To regulate your body weight as per your liking, you need to know your maintenance calories level. You can easily calculate this using the maintenance calories calculator.
Dependency of TDEE
Different people have different calorie requirements. The maintenance calories calculator works keeping in mind parameters which are specific to an individual and his lifestyle.
The factors include –
- Activity Level
- BMR, NEAT
- Thermic effect of food.
Two persons of the same age, weight, height, and gender can have different results as calculated by the maintenance calories calculator, due to the difference in any of the other factors.
Maintenance calories calculator always starts with calculating your BMR. BMR calculations need data of your age, height, weight, and gender.
After finding your BMR using a BMR calculator, available on several websites online, to calculate the maintenance calories level, you have to take into consideration your activity levels, which are usually multipliers.

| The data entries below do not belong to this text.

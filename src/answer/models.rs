use chrono::{DateTime, Utc};
use uuid::Uuid;

use crate::config::GeneratorProvider;
use crate::retrieval::RetrievalMode;
use crate::store::models::Citation;

pub use crate::store::models::{ChatMessage, ChatSession, NewChatMessage, Role};

#[derive(Debug, Clone)]
pub struct AnswerRequest {
    pub session_id: Uuid,
    pub question: String,
    pub user_images: Vec<String>,
    pub retriever_mode: RetrievalMode,
    pub top_k: usize,
    pub max_tokens: usize,
    /// Per-request generator override; `None` uses the orchestrator's
    /// configured default provider.
    pub generator: Option<GeneratorProvider>,
}

#[derive(Debug, Clone)]
pub struct AnswerResult {
    pub session_id: Uuid,
    pub question: String,
    pub answer: String,
    pub citations: Vec<Citation>,
    pub confidence: f32,
    pub retriever_scores: Vec<f32>,
    pub message_id: Uuid,
    pub timestamp: DateTime<Utc>,
}

/// One part of a multi-modal LLM turn; images are either a data URL (user
/// upload) or an http(s) URL (a reference asset pulled from the blob store).
#[derive(Debug, Clone)]
pub enum ContentPart {
    Text(String),
    ImageUrl(String),
}

#[derive(Debug, Clone)]
pub struct LlmMessage {
    pub role: Role,
    pub parts: Vec<ContentPart>,
}

impl LlmMessage {
    pub fn text(role: Role, text: impl Into<String>) -> Self {
        Self { role, parts: vec![ContentPart::Text(text.into())] }
    }

    pub fn as_plain_text(&self) -> String {
        self.parts
            .iter()
            .filter_map(|p| match p {
                ContentPart::Text(t) => Some(t.clone()),
                ContentPart::ImageUrl(_) => None,
            })
            .collect::<Vec<_>>()
            .join("\n")
    }
}
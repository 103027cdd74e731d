//! On-disk embedding cache keyed by a hash over (document id, chunk
//! ordinal, first 500 characters of the chunk text). Stored as an
//! append-only JSON-lines file and loaded into memory at startup; this
//! keeps the dependency footprint to crates already in the stack
//! (`serde_json`, `sha2`) instead of pulling in an embedded database.

use dashmap::DashMap;
use serde::{Deserialize, Serialize};
use sha2::{Digest, Sha256};
use std::path::PathBuf;
use std::sync::Arc;
use tokio::io::AsyncWriteExt;
use tokio::sync::Mutex;

use crate::store::models::DocumentId;

#[derive(Serialize, Deserialize)]
struct CacheRecord {
    key: String,
    vector: Vec<f32>,
}

pub struct EmbeddingCache {
    path: PathBuf,
    entries: Arc<DashMap<String, Vec<f32>>>,
    writer: Arc<Mutex<()>>,
}

impl EmbeddingCache {
    pub async fn load(path: PathBuf) -> Self {
        let entries = Arc::new(DashMap::new());
        if let Ok(contents) = tokio::fs::read_to_string(&path).await {
            for line in contents.lines() {
                if let Ok(record) = serde_json::from_str::<CacheRecord>(line) {
                    entries.insert(record.key, record.vector);
                }
            }
        }
        Self { path, entries, writer: Arc::new(Mutex::new(())) }
    }

    pub fn key(document_id: DocumentId, ordinal: i32, text: &str) -> String {
        let prefix: String = text.chars().take(500).collect();
        let mut hasher = Sha256::new();
        hasher.update(document_id.as_bytes());
        hasher.update(ordinal.to_le_bytes());
        hasher.update(prefix.as_bytes());
        hex::encode(hasher.finalize())
    }

    pub fn get(&self, key: &str) -> Option<Vec<f32>> {
        self.entries.get(key).map(|v| v.clone())
    }

    pub async fn put(&self, key: String, vector: Vec<f32>) {
        self.entries.insert(key.clone(), vector.clone());
        let _guard = self.writer.lock().await;
        if let Some(parent) = self.path.parent() {
            let _ = tokio::fs::create_dir_all(parent).await;
        }
        if let Ok(mut file) = tokio::fs::OpenOptions::new()
            .create(true)
            .append(true)
            .open(&self.path)
            .await
        {
            let record = CacheRecord { key, vector };
            if let Ok(line) = serde_json::to_string(&record) {
                let _ = file.write_all(line.as_bytes()).await;
                let _ = file.write_all(b"\n").await;
            }
        }
    }
}
//! Per-document WebSocket connection fan-out. Grounded on a Python
//! websocket manager that kept a `document_id -> set<connection>` map
//! guarded by a lock, wrote to every connection and pruned ones that
//! failed the write; this carries the same shape over axum's `ws` feature.

use axum::extract::ws::{Message, WebSocket};
use dashmap::DashMap;
use futures::stream::SplitSink;
use futures::SinkExt;
use serde::Serialize;
use std::sync::atomic::{AtomicU64, Ordering};
use std::sync::Arc;
use tokio::sync::Mutex;
use tracing::debug;
use uuid::Uuid;

use crate::status::aggregator::StatusSnapshot;
use crate::store::models::DocumentId;

type Sender = SplitSink<WebSocket, Message>;

pub struct StatusBroadcaster {
    connections: DashMap<DocumentId, DashMap<u64, Arc<Mutex<Sender>>>>,
    next_id: AtomicU64,
}

impl Default for StatusBroadcaster {
    fn default() -> Self {
        Self::new()
    }
}

impl StatusBroadcaster {
    pub fn new() -> Self {
        Self { connections: DashMap::new(), next_id: AtomicU64::new(1) }
    }

    pub fn register(&self, document_id: DocumentId, sender: Sender) -> u64 {
        let id = self.next_id.fetch_add(1, Ordering::SeqCst);
        self.connections
            .entry(document_id)
            .or_default()
            .insert(id, Arc::new(Mutex::new(sender)));
        id
    }

    pub fn disconnect(&self, document_id: DocumentId, connection_id: u64) {
        if let Some(set) = self.connections.get(&document_id) {
            set.remove(&connection_id);
        }
    }

    pub async fn send_status(&self, document_id: DocumentId, snapshot: &StatusSnapshot) {
        let Ok(payload) = serde_json::to_string(snapshot) else {
            return;
        };
        self.fan_out(document_id, payload).await;
    }

    /// Publishes the `{type: "chat", ...}` event fired when an answer is
    /// ready, over the same per-document connection set as status snapshots.
    pub async fn send_chat_event(&self, document_id: DocumentId, session_id: Uuid, status: &str) {
        let payload = serde_json::json!({
            "type": "chat",
            "session_id": session_id,
            "status": status,
            "document_id": document_id,
        });
        let Ok(payload) = serde_json::to_string(&payload) else {
            return;
        };
        self.fan_out(document_id, payload).await;
    }

    async fn fan_out(&self, document_id: DocumentId, payload: String) {
        let Some(set) = self.connections.get(&document_id) else {
            return;
        };

        let mut failed = Vec::new();
        for entry in set.iter() {
            let (conn_id, sender) = (*entry.key(), entry.value().clone());
            let mut guard = sender.lock().await;
            if guard.send(Message::Text(payload.clone().into())).await.is_err() {
                failed.push(conn_id);
            }
        }
        drop(set);

        if !failed.is_empty() {
            if let Some(set) = self.connections.get(&document_id) {
                for id in failed {
                    set.remove(&id);
                }
            }
            debug!("pruned dead websocket connections for document {document_id}");
        }
    }
}
/// Best-effort extraction of text lines with approximate font metrics from
/// a PDF page's content stream. Real glyph-level metrics are out of scope;
/// this walks `Tf`/`Tj`/`TJ`/`Td` operators to approximate font size, run
/// count per line and bold-ness from the font resource name.
fn extract_page_lines(doc: &lopdf::Document, page_id: (u32, u16)) -> Option<Vec<LineFeature>> {
    let content_data = doc.get_page_content(page_id).ok()?;
    let content = lopdf::content::Content::decode(&content_data).ok()?;
    let page_width = page_width_of(doc, page_id).unwrap_or(612.0);

    let mut lines = Vec::new();
    let mut current_font_size = 11.0f32;
    let mut current_bold = false;
    let mut buffer = String::new();
    let mut span_count = 0usize;
    let mut last_x = 0.0f32;

    let flush = |buffer: &mut String, span_count: &mut usize, lines: &mut Vec<LineFeature>, font_size: f32, bold: bool, x: f32, page_width: f32| {
        let text = buffer.trim();
        if !text.is_empty() {
            lines.push(LineFeature {
                text: text.to_string(),
                font_size,
                bold,
                span_count: (*span_count).max(1),
                block_height: font_size * 1.2,
                left_offset_ratio: if page_width > 0.0 { (x / page_width).clamp(0.0, 1.0) } else { 0.0 },
                page_width,
            });
        }
        buffer.clear();
        *span_count = 0;
    };

    for op in &content.operations {
        match op.operator.as_str() {
            "Tf" => {
                if let Some(size) = op.operands.get(1).and_then(|o| o.as_float().ok()) {
                    current_font_size = size as f32;
                }
                if let Some(name) = op
                    .operands
                    .first()
                    .and_then(|o| o.as_name().ok())
                    .and_then(|b| std::str::from_utf8(b).ok())
                {
                    current_bold = name.to_lowercase().contains("bold");
                }
            }
            "Td" | "TD" => {
                flush(&mut buffer, &mut span_count, &mut lines, current_font_size, current_bold, last_x, page_width);
                if let Some(x) = op.operands.first().and_then(|o| o.as_float().ok()) {
                    last_x = x as f32;
                }
            }
            "T*" => {
                flush(&mut buffer, &mut span_count, &mut lines, current_font_size, current_bold, last_x, page_width);
            }
            "Tj" => {
                if let Some(text) = op.operands.first().and_then(|o| o.as_str().ok()) {
                    buffer.push_str(&String::from_utf8_lossy(text));
                    span_count += 1;
                }
            }
            "TJ" => {
                if let Some(arr) = op.operands.first().and_then(|o| o.as_array().ok()) {
                    for item in arr {
                        if let Ok(text) = item.as_str() {
                            buffer.push_str(&String::from_utf8_lossy(text));
                        }
                    }
                    span_count += 1;
                }
            }
            _ => {}
        }
    }
    flush(&mut buffer, &mut span_count, &mut lines, current_font_size, current_bold, last_x, page_width);

    Some(lines)
}

fn page_width_of(doc: &lopdf::Document, page_id: (u32, u16)) -> Option<f32> {
    let page = doc.get_object(page_id).ok()?.as_dict().ok()?;
    let media_box = page.get(b"MediaBox").ok()?.as_array().ok()?;
    let width = media_box.get(2)?.as_float().ok()? - media_box.get(0)?.as_float().ok()?;
    Some(width as f32)
}

#[cfg(test)]
mod tests {
    use super::*;

    fn line(text: &str, font_size: f32, bold: bool) -> LineFeature {
        LineFeature {
            text: text.to_string(),
            font_size,
            bold,
            span_count: 1,
            block_height: font_size * 1.2,
            left_offset_ratio: 0.05,
            page_width: 612.0,
        }
    }

    #[test]
    fn kmeans_separates_body_from_heading_sizes() {
        let samples: Vec<f32> = [11.0, 11.0, 11.0, 11.2, 18.0, 18.0].to_vec();
        let centroids = kmeans(&samples, 2, 50);
        assert_eq!(centroids.len(), 2);
        assert!(centroids[0] < 13.0);
        assert!(centroids[1] > 16.0);
    }

    #[test]
    fn academic_section_name_is_classified_as_heading() {
        let signatures = HeadingSignatures { body_size: 11.0, heading_bands: vec![14.0] };
        let l = line("Introduction", 14.0, true);
        assert_eq!(classify_heading(&l, &signatures), Some(1));
    }

    #[test]
    fn body_sentence_is_not_a_heading() {
        let signatures = HeadingSignatures { body_size: 11.0, heading_bands: vec![14.0] };
        let l = line(
            "This paper presents a thorough evaluation of the proposed method on three benchmark datasets.",
            11.0,
            false,
        );
        assert_eq!(classify_heading(&l, &signatures), None);
    }

    #[test]
    fn trailing_colon_penalizes_heading_score() {
        let signatures = HeadingSignatures { body_size: 11.0, heading_bands: vec![] };
        let l = line("Note:", 11.0, false);
        assert!(layout_score(&l, &signatures) < 3);
    }

    #[test]
    fn empty_bytes_fall_back_to_plain_text() {
        let parsed = DocumentParser::parse_bytes(b"", "txt", DocumentId::new()).unwrap();
        assert_eq!(parsed.markdown, "");
        assert_eq!(parsed.page_count, 1);
    }

    #[test]
    fn tabular_columns_splits_on_wide_gaps_only() {
        assert_eq!(tabular_columns("Name  Score  Rank"), vec!["Name", "Score", "Rank"]);
        assert_eq!(tabular_columns("a normal sentence with single spaces").len(), 1);
    }

    #[test]
    fn a_run_of_aligned_lines_is_detected_as_a_table() {
        let lines = vec![
            line("Model   Accuracy   Latency", 11.0, false),
            line("A         0.91        12ms", 11.0, false),
            line("B         0.88         9ms", 11.0, false),
            line("C         0.95        15ms", 11.0, false),
        ];
        let ranges = detect_table_ranges(&lines);
        assert_eq!(ranges, vec![(0, 4)]);
        let (markdown, caption) = render_table(&lines[0..4]);
        assert!(markdown.starts_with("| Model | Accuracy | Latency |"));
        assert_eq!(caption.as_deref(), Some("Model, Accuracy, Latency"));
    }

    #[test]
    fn prose_lines_are_not_detected_as_a_table() {
        let lines = vec![
            line("This is a normal sentence.", 11.0, false),
            line("So is this one, also normal.", 11.0, false),
            line("And a third unremarkable line.", 11.0, false),
        ];
        assert!(detect_table_ranges(&lines).is_empty());
    }

    #[test]
    fn figure_caption_pattern_matches_common_forms() {
        assert!(is_figure_caption("Figure 3: Model architecture"));
        assert!(is_figure_caption("figure 12. Overview"));
        assert!(!is_figure_caption("This figure shows the results."));
    }
}
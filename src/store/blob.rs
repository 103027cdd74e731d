use async_trait::async_trait;
use std::path::{Path, PathBuf};
use tokio::fs;
use tokio::io::AsyncWriteExt;

use crate::store::models::DocumentId;
use crate::utils::error::ApiError;

/// Semantic contract for the object store the ingestion pipeline writes raw
/// uploads, generated markdown and extracted assets to. A real deployment
/// would point this at MinIO or S3; the object-path-keyed contract is all
/// that is in scope here, so a local filesystem tree implements it.
#[async_trait]
pub trait BlobStore: Send + Sync {
    async fn put(&self, path: &str, bytes: &[u8]) -> Result<(), ApiError>;
    async fn get(&self, path: &str) -> Result<Vec<u8>, ApiError>;
    async fn exists(&self, path: &str) -> bool;
    async fn delete(&self, path: &str) -> Result<(), ApiError>;
    /// Modification time, used by the ingestion queue to decide whether a
    /// previously generated markdown artifact can be reused.
    async fn modified_at(&self, path: &str) -> Option<std::time::SystemTime>;
}

pub struct FsBlobStore {
    root: PathBuf,
}

impl FsBlobStore {
    pub fn new(root: impl Into<PathBuf>) -> Self {
        Self { root: root.into() }
    }

    fn resolve(&self, path: &str) -> PathBuf {
        self.root.join(path.trim_start_matches('/'))
    }
}

#[async_trait]
impl BlobStore for FsBlobStore {
    async fn put(&self, path: &str, bytes: &[u8]) -> Result<(), ApiError> {
        let full = self.resolve(path);
        if let Some(parent) = full.parent() {
            fs::create_dir_all(parent)
                .await
                .map_err(|e| ApiError::InternalError(format!("blob store mkdir: {e}")))?;
        }
        let mut file = fs::File::create(&full)
            .await
            .map_err(|e| ApiError::InternalError(format!("blob store create: {e}")))?;
        file.write_all(bytes)
            .await
            .map_err(|e| ApiError::InternalError(format!("blob store write: {e}")))?;
        Ok(())
    }

    async fn get(&self, path: &str) -> Result<Vec<u8>, ApiError> {
        fs::read(self.resolve(path))
            .await
            .map_err(|e| ApiError::NotFound(format!("blob {path} not found: {e}")))
    }

    async fn exists(&self, path: &str) -> bool {
        fs::metadata(self.resolve(path)).await.is_ok()
    }

    async fn delete(&self, path: &str) -> Result<(), ApiError> {
        match fs::remove_file(self.resolve(path)).await {
            Ok(()) => Ok(()),
            Err(e) if e.kind() == std::io::ErrorKind::NotFound => Ok(()),
            Err(e) => Err(ApiError::InternalError(format!("blob store delete: {e}"))),
        }
    }

    async fn modified_at(&self, path: &str) -> Option<std::time::SystemTime> {
        fs::metadata(self.resolve(path)).await.ok()?.modified().ok()
    }
}

pub fn asset_path(document_id: DocumentId, file_name: &str) -> String {
    format!("documents/{document_id}/assets/{file_name}")
}

pub fn markdown_path(document_id: DocumentId) -> String {
    format!("documents/{document_id}/content.md")
}

pub fn raw_upload_path(document_id: DocumentId, original_name: &str) -> String {
    let ext = Path::new(original_name)
        .extension()
        .and_then(|e| e.to_str())
        .unwrap_or("bin");
    format!("documents/{document_id}/original.{ext}")
}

Multiply your BMR value with the numbers which suit you.
• For sedentary activity level, which means little to no exercises, it is 1.2.
• For Light exercise, that is 1-3 days of exercise per week, and the multiplier is 1.35.
• Moderate exercise, like 4-5 days of exercise per week, the multiplication factor is 1.5.
• For intense exercise, 6-7 days of exercise per week, it is 1.6.
• Lastly for Hard exercise, like a marathon or twice daily training sessions, it is 1.75.
Other online Maintenance calories calculators do all the calculations for you, wherein the activities slot you need to enter your BMR, based on the following options:
• Sedentary, for 15 minutes of regular work.
• Lightly active, for 1-2 hours of weights or cardio per week.
• Moderately active, for 3-5 hours of weight or cardio for a week.
• Very active, for 6-7 hours of weights of cardio per week.
• Extremely active, for more than 7 hours of weights and cardio per week. Cardio includes walking, running, aerobics, swimming, etc.
Depending on your result from maintenance calories calculator, you can know how many calories does your body burns. Also, it will determine how many calories you should intake and include those macro-nutrients in your diet.
On an average, women need 200 calories per day, and men need 1800 calories per day.
Maintenance calorie calculators are an efficient way to keep tracks of your calorie intakes and use and build your body likewise.
However, you should do calculations on the maintenance calories calculator over a period, like a week apart. People use Maintenance Calories Calculator over an average period. Daily calculations will not show any changes in values, but a significant time gap will help you decide. So, we hope that this article is enough you need to do to lose weight or gain.